== Available data ==
== Segment start ==
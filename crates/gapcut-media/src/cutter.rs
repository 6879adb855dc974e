//! Segment cutting with per-attempt encoder fallback.
//!
//! Each keep interval is encoded to its own file inside the run's temp
//! directory. A hardware attempt that fails gets exactly one software
//! retry; a segment that fails both tiers is recorded and the remaining
//! segments still encode, so one bad stretch of source never sinks the
//! whole run.

use std::future::Future;
use std::path::Path;
use std::sync::Arc;

use futures::future::join_all;
use tokio::sync::{watch, Semaphore};
use tracing::{debug, warn};

use gapcut_models::{EncoderProfile, EncoderTier, Interval, Segment, MIN_SPAN_SECS};

use crate::command::{FfmpegCommand, FfmpegRunner};
use crate::error::{MediaError, MediaResult};
use crate::metrics;
use crate::probe::MediaSource;
use crate::progress::ProgressSender;

/// Seconds of pre-roll for the fast input seek; the accurate output seek
/// decodes the remainder from the preceding keyframe.
const FAST_SEEK_PREROLL_SECS: f64 = 5.0;

/// Video filter applied to every segment: encoders reject odd
/// dimensions, and a uniform pixel format keeps the concat demuxer happy.
const SEGMENT_VIDEO_FILTER: &str = "scale=trunc(iw/2)*2:trunc(ih/2)*2,format=yuv420p";

/// Resource limits for segment encoding.
#[derive(Debug, Clone)]
pub struct EncodeLimits {
    /// Maximum concurrent segment encodes. FFmpeg multithreads
    /// internally, so 1 is usually right.
    pub max_parallel: usize,
    /// Per-attempt timeout in seconds; `None` means no timeout.
    pub timeout_secs: Option<u64>,
}

impl Default for EncodeLimits {
    fn default() -> Self {
        Self {
            max_parallel: 1,
            timeout_secs: None,
        }
    }
}

/// Report from cutting all keep intervals.
#[derive(Debug)]
pub struct CutReport {
    /// Encoded segments in ascending index order
    pub segments: Vec<Segment>,
    /// Keep-interval indices that failed both tiers, ascending
    pub failed_indices: Vec<usize>,
}

/// Run the primary encode attempt for `profile`; when it fails and the
/// profile is not already software, retry exactly once with the software
/// profile.
///
/// Returns the tier that produced the output. Cancellation is never
/// retried.
pub async fn encode_with_fallback<F, Fut>(
    profile: &EncoderProfile,
    mut attempt: F,
) -> MediaResult<EncoderTier>
where
    F: FnMut(EncoderProfile) -> Fut,
    Fut: Future<Output = MediaResult<()>>,
{
    match attempt(profile.clone()).await {
        Ok(()) => Ok(profile.tier),
        Err(MediaError::Cancelled) => Err(MediaError::Cancelled),
        Err(primary_err) if !profile.is_software() => {
            warn!(
                codec = %profile.video_codec,
                error = %primary_err,
                "Hardware encode failed, retrying with software"
            );
            metrics::record_encoder_fallback();
            attempt(EncoderProfile::software())
                .await
                .map(|()| EncoderTier::Software)
        }
        Err(e) => Err(e),
    }
}

/// Outcome of one keep interval.
enum Outcome {
    Encoded(Segment),
    Failed(usize),
    Cancelled,
}

/// Encode every keep interval into the run directory.
///
/// Segments may encode concurrently up to `limits.max_parallel`; results
/// are merged after the join in keep-interval order, so completion order
/// never affects the output order. The cancellation flag is checked
/// before each segment starts.
#[allow(clippy::too_many_arguments)]
pub async fn cut_segments(
    source: &MediaSource,
    keeps: &[Interval],
    profile: &EncoderProfile,
    run_dir: &Path,
    limits: &EncodeLimits,
    cancel_rx: Option<watch::Receiver<bool>>,
    progress: &ProgressSender,
) -> MediaResult<CutReport> {
    let total = keeps.len();
    let semaphore = Arc::new(Semaphore::new(limits.max_parallel.max(1)));

    let futures = keeps.iter().enumerate().filter_map(|(index, keep)| {
        if keep.duration_secs() <= MIN_SPAN_SECS {
            debug!(index, interval = %keep, "Skipping empty keep interval");
            return None;
        }

        let semaphore = Arc::clone(&semaphore);
        let cancel_rx = cancel_rx.clone();
        let seg_path = run_dir.join(Segment::file_name(index));

        Some(async move {
            let _permit = match semaphore.acquire().await {
                Ok(permit) => permit,
                Err(_) => return Outcome::Failed(index),
            };

            if let Some(ref rx) = cancel_rx {
                if *rx.borrow() {
                    return Outcome::Cancelled;
                }
            }

            progress.encoding_segment(index, total, keep.start_secs, keep.duration_secs());

            let result = encode_with_fallback(profile, |attempt_profile| {
                let cancel_rx = cancel_rx.clone();
                let seg_path = seg_path.clone();
                async move {
                    encode_segment_attempt(
                        source.path(),
                        keep,
                        &attempt_profile,
                        &seg_path,
                        cancel_rx,
                        limits.timeout_secs,
                        index,
                    )
                    .await
                }
            })
            .await;

            match result {
                Ok(tier) => {
                    progress.segment_encoded(index, tier);
                    metrics::record_segment_encoded(tier.as_str());
                    Outcome::Encoded(Segment {
                        index,
                        source: *keep,
                        path: seg_path,
                        tier,
                    })
                }
                Err(MediaError::Cancelled) => Outcome::Cancelled,
                Err(e) => {
                    warn!(
                        index,
                        interval = %keep,
                        error = %e,
                        "Segment failed both tiers, dropping"
                    );
                    progress.segment_failed(index);
                    metrics::record_segment_dropped();
                    // A half-written file must not reach the concatenator.
                    let _ = tokio::fs::remove_file(&seg_path).await;
                    Outcome::Failed(index)
                }
            }
        })
    });

    let outcomes = join_all(futures).await;

    let mut segments = Vec::with_capacity(outcomes.len());
    let mut failed_indices = Vec::new();
    let mut cancelled = false;
    for outcome in outcomes {
        match outcome {
            Outcome::Encoded(segment) => segments.push(segment),
            Outcome::Failed(index) => failed_indices.push(index),
            Outcome::Cancelled => cancelled = true,
        }
    }

    if cancelled {
        return Err(MediaError::Cancelled);
    }

    Ok(CutReport {
        segments,
        failed_indices,
    })
}

/// One encode attempt for one keep interval with one profile.
#[allow(clippy::too_many_arguments)]
async fn encode_segment_attempt(
    source_path: &Path,
    keep: &Interval,
    profile: &EncoderProfile,
    seg_path: &Path,
    cancel_rx: Option<watch::Receiver<bool>>,
    timeout_secs: Option<u64>,
    index: usize,
) -> MediaResult<()> {
    let start = keep.start_secs;
    // Two-pass seeking: jump near the target on keyframes, then decode
    // precisely to it. Input seeking alone snaps to keyframes and
    // duplicates frames at segment joints.
    let fast_seek = if start > FAST_SEEK_PREROLL_SECS {
        start - FAST_SEEK_PREROLL_SECS
    } else {
        0.0
    };
    let accurate_seek = start - fast_seek;

    let cmd = FfmpegCommand::new(source_path, seg_path)
        .seek(fast_seek)
        .output_seek(accurate_seek)
        .duration(keep.duration_secs())
        .video_filter(SEGMENT_VIDEO_FILTER)
        .output_args(profile.quality_args())
        // Re-base timestamps so every segment starts at zero.
        .output_args(["-avoid_negative_ts", "make_zero"]);

    let mut runner = FfmpegRunner::new();
    if let Some(rx) = cancel_rx {
        runner = runner.with_cancel(rx);
    }
    if let Some(secs) = timeout_secs {
        runner = runner.with_timeout(secs);
    }

    let total_ms = (keep.duration_secs() * 1000.0) as i64;
    runner
        .run_with_progress(&cmd, move |p| {
            debug!(
                segment = index,
                percent = format!("{:.0}", p.percentage(total_ms)),
                speed = p.speed,
                eta_secs = ?p.eta_seconds(total_ms),
                "Segment encode progress"
            );
        })
        .await
}

#[cfg(test)]
mod tests {
    use super::*;
    use std::sync::atomic::{AtomicUsize, Ordering};
    use std::sync::Mutex;

    fn hw_profile() -> EncoderProfile {
        EncoderProfile::for_video_codec("h264_nvenc")
    }

    fn encode_error(msg: &str) -> MediaError {
        MediaError::ffmpeg_failed(msg, None, Some(1))
    }

    #[tokio::test]
    async fn test_fallback_primary_succeeds() {
        let attempts = AtomicUsize::new(0);
        let tier = encode_with_fallback(&hw_profile(), |_| {
            attempts.fetch_add(1, Ordering::SeqCst);
            async { Ok(()) }
        })
        .await
        .unwrap();

        assert_eq!(tier, EncoderTier::Hardware);
        assert_eq!(attempts.load(Ordering::SeqCst), 1);
    }

    #[tokio::test]
    async fn test_fallback_hardware_fails_software_succeeds() {
        let tried: Mutex<Vec<EncoderTier>> = Mutex::new(Vec::new());
        let tier = encode_with_fallback(&hw_profile(), |profile| {
            tried.lock().unwrap().push(profile.tier);
            async move {
                match profile.tier {
                    EncoderTier::Hardware => Err(encode_error("nvenc rejected input")),
                    EncoderTier::Software => Ok(()),
                }
            }
        })
        .await
        .unwrap();

        assert_eq!(tier, EncoderTier::Software);
        assert_eq!(
            *tried.lock().unwrap(),
            vec![EncoderTier::Hardware, EncoderTier::Software]
        );
    }

    #[tokio::test]
    async fn test_fallback_both_tiers_fail() {
        let attempts = AtomicUsize::new(0);
        let result = encode_with_fallback(&hw_profile(), |_| {
            attempts.fetch_add(1, Ordering::SeqCst);
            async { Err(encode_error("boom")) }
        })
        .await;

        assert!(result.is_err());
        assert_eq!(attempts.load(Ordering::SeqCst), 2);
    }

    #[tokio::test]
    async fn test_fallback_software_profile_not_retried() {
        let attempts = AtomicUsize::new(0);
        let result = encode_with_fallback(&EncoderProfile::software(), |_| {
            attempts.fetch_add(1, Ordering::SeqCst);
            async { Err(encode_error("x264 failed")) }
        })
        .await;

        assert!(result.is_err());
        assert_eq!(attempts.load(Ordering::SeqCst), 1);
    }

    #[tokio::test]
    async fn test_fallback_cancellation_not_retried() {
        let attempts = AtomicUsize::new(0);
        let result = encode_with_fallback(&hw_profile(), |_| {
            attempts.fetch_add(1, Ordering::SeqCst);
            async { Err(MediaError::Cancelled) }
        })
        .await;

        assert!(matches!(result, Err(MediaError::Cancelled)));
        assert_eq!(attempts.load(Ordering::SeqCst), 1);
    }

    #[test]
    fn test_limits_default() {
        let limits = EncodeLimits::default();
        assert_eq!(limits.max_parallel, 1);
        assert!(limits.timeout_secs.is_none());
    }

    fn fake_source() -> MediaSource {
        MediaSource::with_info(
            "/video/source.mp4",
            crate::probe::SourceInfo {
                duration_secs: 30.0,
                width: 1920,
                height: 1080,
                fps: 30.0,
                video_codec: "h264".to_string(),
                has_audio: true,
                size_bytes: 1024,
            },
        )
    }

    #[tokio::test]
    async fn test_cut_segments_skips_empty_intervals() {
        let dir = tempfile::tempdir().unwrap();
        let keeps = vec![
            Interval::new(1.0, 1.0005).unwrap(),
            Interval::new(2.0, 2.0001).unwrap(),
        ];

        // Every interval is at or below the minimum span, so no FFmpeg
        // process is ever spawned.
        let report = cut_segments(
            &fake_source(),
            &keeps,
            &hw_profile(),
            dir.path(),
            &EncodeLimits::default(),
            None,
            &crate::progress::noop_sender(),
        )
        .await
        .unwrap();

        assert!(report.segments.is_empty());
        assert!(report.failed_indices.is_empty());
    }

    #[tokio::test]
    async fn test_cut_segments_pre_cancelled() {
        let dir = tempfile::tempdir().unwrap();
        let keeps = vec![Interval::new(0.0, 5.0).unwrap()];

        let (_tx, rx) = watch::channel(true);
        let result = cut_segments(
            &fake_source(),
            &keeps,
            &hw_profile(),
            dir.path(),
            &EncodeLimits::default(),
            Some(rx),
            &crate::progress::noop_sender(),
        )
        .await;

        assert!(matches!(result, Err(MediaError::Cancelled)));
    }
}
//! End-to-end silence cutting pipeline.
//!
//! Orchestrates probing, waveform extraction, silence detection, encoder
//! resolution, segment encoding and concatenation. The pipeline owns the
//! per-run scratch directory and removes it on every exit path.

use std::path::{Path, PathBuf};
use std::time::Instant;

use chrono::Utc;
use serde::{Deserialize, Serialize};
use tempfile::TempDir;
use thiserror::Error;
use tokio::sync::watch;
use tracing::{info, warn};

use gapcut_models::{keep_intervals, EncoderProfile, Interval, PipelineResult, RunId};

use crate::concat::{concat_segments, ConcatError};
use crate::cutter::{cut_segments, CutReport, EncodeLimits};
use crate::detector::{detect_silence, DetectorConfig};
use crate::encoder::EncoderResolver;
use crate::error::MediaError;
use crate::fs_utils::{copy_file, move_file};
use crate::metrics;
use crate::probe::MediaSource;
use crate::progress::{noop_sender, ProgressSender};
use crate::waveform::{extract_waveform, ExtractionError};

/// Errors that abort a pipeline run.
///
/// Dropped segments are not an error; they surface through
/// `PipelineResult::failed_segment_indices`.
#[derive(Debug, Error)]
pub enum PipelineError {
    #[error(transparent)]
    Extraction(#[from] ExtractionError),

    #[error(transparent)]
    Concat(#[from] ConcatError),

    #[error(transparent)]
    Media(#[from] MediaError),

    #[error("Failed to prepare run directory: {0}")]
    WorkDir(#[from] std::io::Error),

    #[error("Run cancelled")]
    Cancelled,
}

/// What to do with the source when no silence is found.
#[derive(Debug, Clone, Copy, PartialEq, Eq, Default, Serialize, Deserialize)]
#[serde(rename_all = "snake_case")]
pub enum FastPathMode {
    /// Copy the source to the output path, leaving the source in place.
    #[default]
    Copy,
    /// Move the source to the output path.
    Move,
}

/// Tuning for pipeline runs.
#[derive(Debug, Clone, Serialize, Deserialize)]
pub struct PipelineConfig {
    /// Silence detector tuning.
    pub detector: DetectorConfig,
    /// Fast path behavior when no silence is found.
    pub fast_path: FastPathMode,
    /// Maximum concurrent segment encodes.
    pub max_parallel_encodes: usize,
    /// Per-FFmpeg-attempt timeout in seconds. `None` disables the timeout.
    pub encode_timeout_secs: Option<u64>,
    /// Root for per-run scratch directories. `None` uses the OS temp dir.
    pub work_dir: Option<PathBuf>,
    /// Skip hardware probing and encode with the software profile.
    pub force_software: bool,
}

impl Default for PipelineConfig {
    fn default() -> Self {
        Self {
            detector: DetectorConfig::default(),
            fast_path: FastPathMode::Copy,
            max_parallel_encodes: 1,
            encode_timeout_secs: None,
            work_dir: None,
            force_software: false,
        }
    }
}

impl PipelineConfig {
    /// Builder-style setter for detector tuning.
    pub fn with_detector(mut self, detector: DetectorConfig) -> Self {
        self.detector = detector;
        self
    }

    /// Builder-style setter for the fast path mode.
    pub fn with_fast_path(mut self, mode: FastPathMode) -> Self {
        self.fast_path = mode;
        self
    }

    /// Builder-style setter for encode parallelism, floored at one.
    pub fn with_max_parallel_encodes(mut self, n: usize) -> Self {
        self.max_parallel_encodes = n.max(1);
        self
    }

    /// Builder-style setter for the per-attempt timeout.
    pub fn with_encode_timeout_secs(mut self, secs: u64) -> Self {
        self.encode_timeout_secs = Some(secs);
        self
    }

    /// Builder-style setter for the scratch directory root.
    pub fn with_work_dir(mut self, dir: impl Into<PathBuf>) -> Self {
        self.work_dir = Some(dir.into());
        self
    }

    /// Builder-style setter for forcing the software encoder.
    pub fn with_force_software(mut self, force: bool) -> Self {
        self.force_software = force;
        self
    }
}

/// Silence-driven re-encoding pipeline.
///
/// One instance can serve many runs; the encoder probe result is cached
/// across them.
pub struct SilenceCutPipeline {
    config: PipelineConfig,
    resolver: EncoderResolver,
    progress: ProgressSender,
    cancel_rx: Option<watch::Receiver<bool>>,
}

impl SilenceCutPipeline {
    /// Pipeline with the given config and no progress reporting.
    pub fn new(config: PipelineConfig) -> Self {
        Self {
            config,
            resolver: EncoderResolver::new(),
            progress: noop_sender(),
            cancel_rx: None,
        }
    }

    /// Attach a progress sender.
    pub fn with_progress(mut self, progress: ProgressSender) -> Self {
        self.progress = progress;
        self
    }

    /// Attach a cancellation signal.
    pub fn with_cancel(mut self, cancel_rx: watch::Receiver<bool>) -> Self {
        self.cancel_rx = Some(cancel_rx);
        self
    }

    /// Replace the encoder resolver, e.g. to inject a capability probe.
    pub fn with_resolver(mut self, resolver: EncoderResolver) -> Self {
        self.resolver = resolver;
        self
    }

    /// Detect silence in `input` and materialize the cut video (or the
    /// unchanged source, when nothing qualifies) at `output`.
    ///
    /// Exactly one terminal progress event is emitted per run. Segments
    /// dropped after both encode tiers failed do not abort the run; they
    /// are listed in the result.
    pub async fn run(
        &self,
        input: impl AsRef<Path>,
        output: impl AsRef<Path>,
    ) -> Result<PipelineResult, PipelineError> {
        let result = self.run_inner(input.as_ref(), output.as_ref()).await;

        match &result {
            Ok(outcome) => {
                self.progress.complete();
                metrics::record_run_completed(outcome.fast_path, outcome.elapsed_secs);
            }
            Err(e) => {
                self.progress.failed(e.to_string());
                metrics::record_run_failed();
            }
        }

        result
    }

    async fn run_inner(
        &self,
        input: &Path,
        output: &Path,
    ) -> Result<PipelineResult, PipelineError> {
        let run_id = RunId::new();
        let started = Instant::now();
        let started_at = Utc::now();

        info!(
            run_id = %run_id,
            input = %input.display(),
            output = %output.display(),
            threshold_db = self.config.detector.threshold_db,
            "Starting run"
        );
        self.check_cancelled()?;

        let source = MediaSource::open(input).await?;
        let duration = source.duration_secs();

        self.progress.extracting_audio();
        let waveform = extract_waveform(&source).await?;

        self.progress.detecting_silence(self.config.detector.threshold_db);
        let samples = waveform.load_samples().await?;
        let silences = detect_silence(&samples, waveform.sample_rate(), &self.config.detector);
        // The PCM scratch file is not needed once detection ran.
        drop(samples);
        drop(waveform);

        if silences.is_empty() {
            self.progress.no_silence_found();
            info!(run_id = %run_id, "No silence below threshold, passing source through");
            self.pass_through(input, output).await?;

            return Ok(PipelineResult {
                run_id,
                output_path: output.to_path_buf(),
                succeeded_segments: 0,
                failed_segment_indices: Vec::new(),
                fast_path: true,
                started_at,
                elapsed_secs: started.elapsed().as_secs_f64(),
            });
        }

        let keeps = keep_intervals(&silences, duration);
        self.progress.silence_detected(silences.len(), keeps.len());
        info!(
            run_id = %run_id,
            silences = silences.len(),
            keeps = keeps.len(),
            "Silence scan finished"
        );
        self.check_cancelled()?;

        let run_dir = self.create_run_dir(&run_id).await?;
        let result = self
            .encode_and_join(&source, &keeps, run_dir.path(), output)
            .await;
        cleanup_run_dir(run_dir);

        let report = result?;
        if !report.failed_indices.is_empty() {
            warn!(
                run_id = %run_id,
                failed = ?report.failed_indices,
                "Output is missing segments that failed both tiers"
            );
        }

        Ok(PipelineResult {
            run_id,
            output_path: output.to_path_buf(),
            succeeded_segments: report.segments.len(),
            failed_segment_indices: report.failed_indices,
            fast_path: false,
            started_at,
            elapsed_secs: started.elapsed().as_secs_f64(),
        })
    }

    /// Materialize the source at the output path without re-encoding.
    async fn pass_through(&self, input: &Path, output: &Path) -> Result<(), PipelineError> {
        match self.config.fast_path {
            FastPathMode::Copy => copy_file(input, output).await?,
            FastPathMode::Move => move_file(input, output).await?,
        }
        Ok(())
    }

    /// Resolve the encoder, cut all keep intervals and join the parts.
    async fn encode_and_join(
        &self,
        source: &MediaSource,
        keeps: &[Interval],
        run_dir: &Path,
        output: &Path,
    ) -> Result<CutReport, PipelineError> {
        let profile = if self.config.force_software {
            EncoderProfile::software()
        } else {
            self.resolver.resolve().await
        };
        self.progress
            .encoder_resolved(profile.label.clone(), profile.tier);

        let limits = EncodeLimits {
            max_parallel: self.config.max_parallel_encodes,
            timeout_secs: self.config.encode_timeout_secs,
        };

        let report = match cut_segments(
            source,
            keeps,
            &profile,
            run_dir,
            &limits,
            self.cancel_rx.clone(),
            &self.progress,
        )
        .await
        {
            Ok(report) => report,
            Err(MediaError::Cancelled) => return Err(PipelineError::Cancelled),
            Err(e) => return Err(e.into()),
        };

        self.check_cancelled()?;

        match concat_segments(
            &report.segments,
            &profile,
            run_dir,
            output,
            self.config.encode_timeout_secs,
            self.cancel_rx.clone(),
            &self.progress,
        )
        .await
        {
            Ok(_) => Ok(report),
            Err(ConcatError::Media(MediaError::Cancelled)) => Err(PipelineError::Cancelled),
            Err(e) => Err(e.into()),
        }
    }

    /// Create the per-run scratch directory, named by run id so
    /// concurrent runs cannot collide.
    async fn create_run_dir(&self, run_id: &RunId) -> Result<TempDir, PipelineError> {
        let prefix = format!("gapcut-{}-", run_id);

        let dir = match &self.config.work_dir {
            Some(root) => {
                tokio::fs::create_dir_all(root).await?;
                tempfile::Builder::new().prefix(&prefix).tempdir_in(root)?
            }
            None => tempfile::Builder::new().prefix(&prefix).tempdir()?,
        };

        info!(run_dir = %dir.path().display(), "Created run directory");
        Ok(dir)
    }

    fn check_cancelled(&self) -> Result<(), PipelineError> {
        if let Some(rx) = &self.cancel_rx {
            if *rx.borrow() {
                return Err(PipelineError::Cancelled);
            }
        }
        Ok(())
    }
}

/// Remove the run directory, logging failures without escalating.
fn cleanup_run_dir(dir: TempDir) {
    let path = dir.path().to_path_buf();
    if let Err(e) = dir.close() {
        warn!(
            path = %path.display(),
            error = %e,
            "Failed to remove run directory"
        );
    }
}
== Segment end ==
Read through the entries and copy every line that includes "warn".

== Reply to the task ==
use tracing::{debug, warn};
            warn!(
                    warn!(
use tracing::{info, warn};
            warn!(
        warn!(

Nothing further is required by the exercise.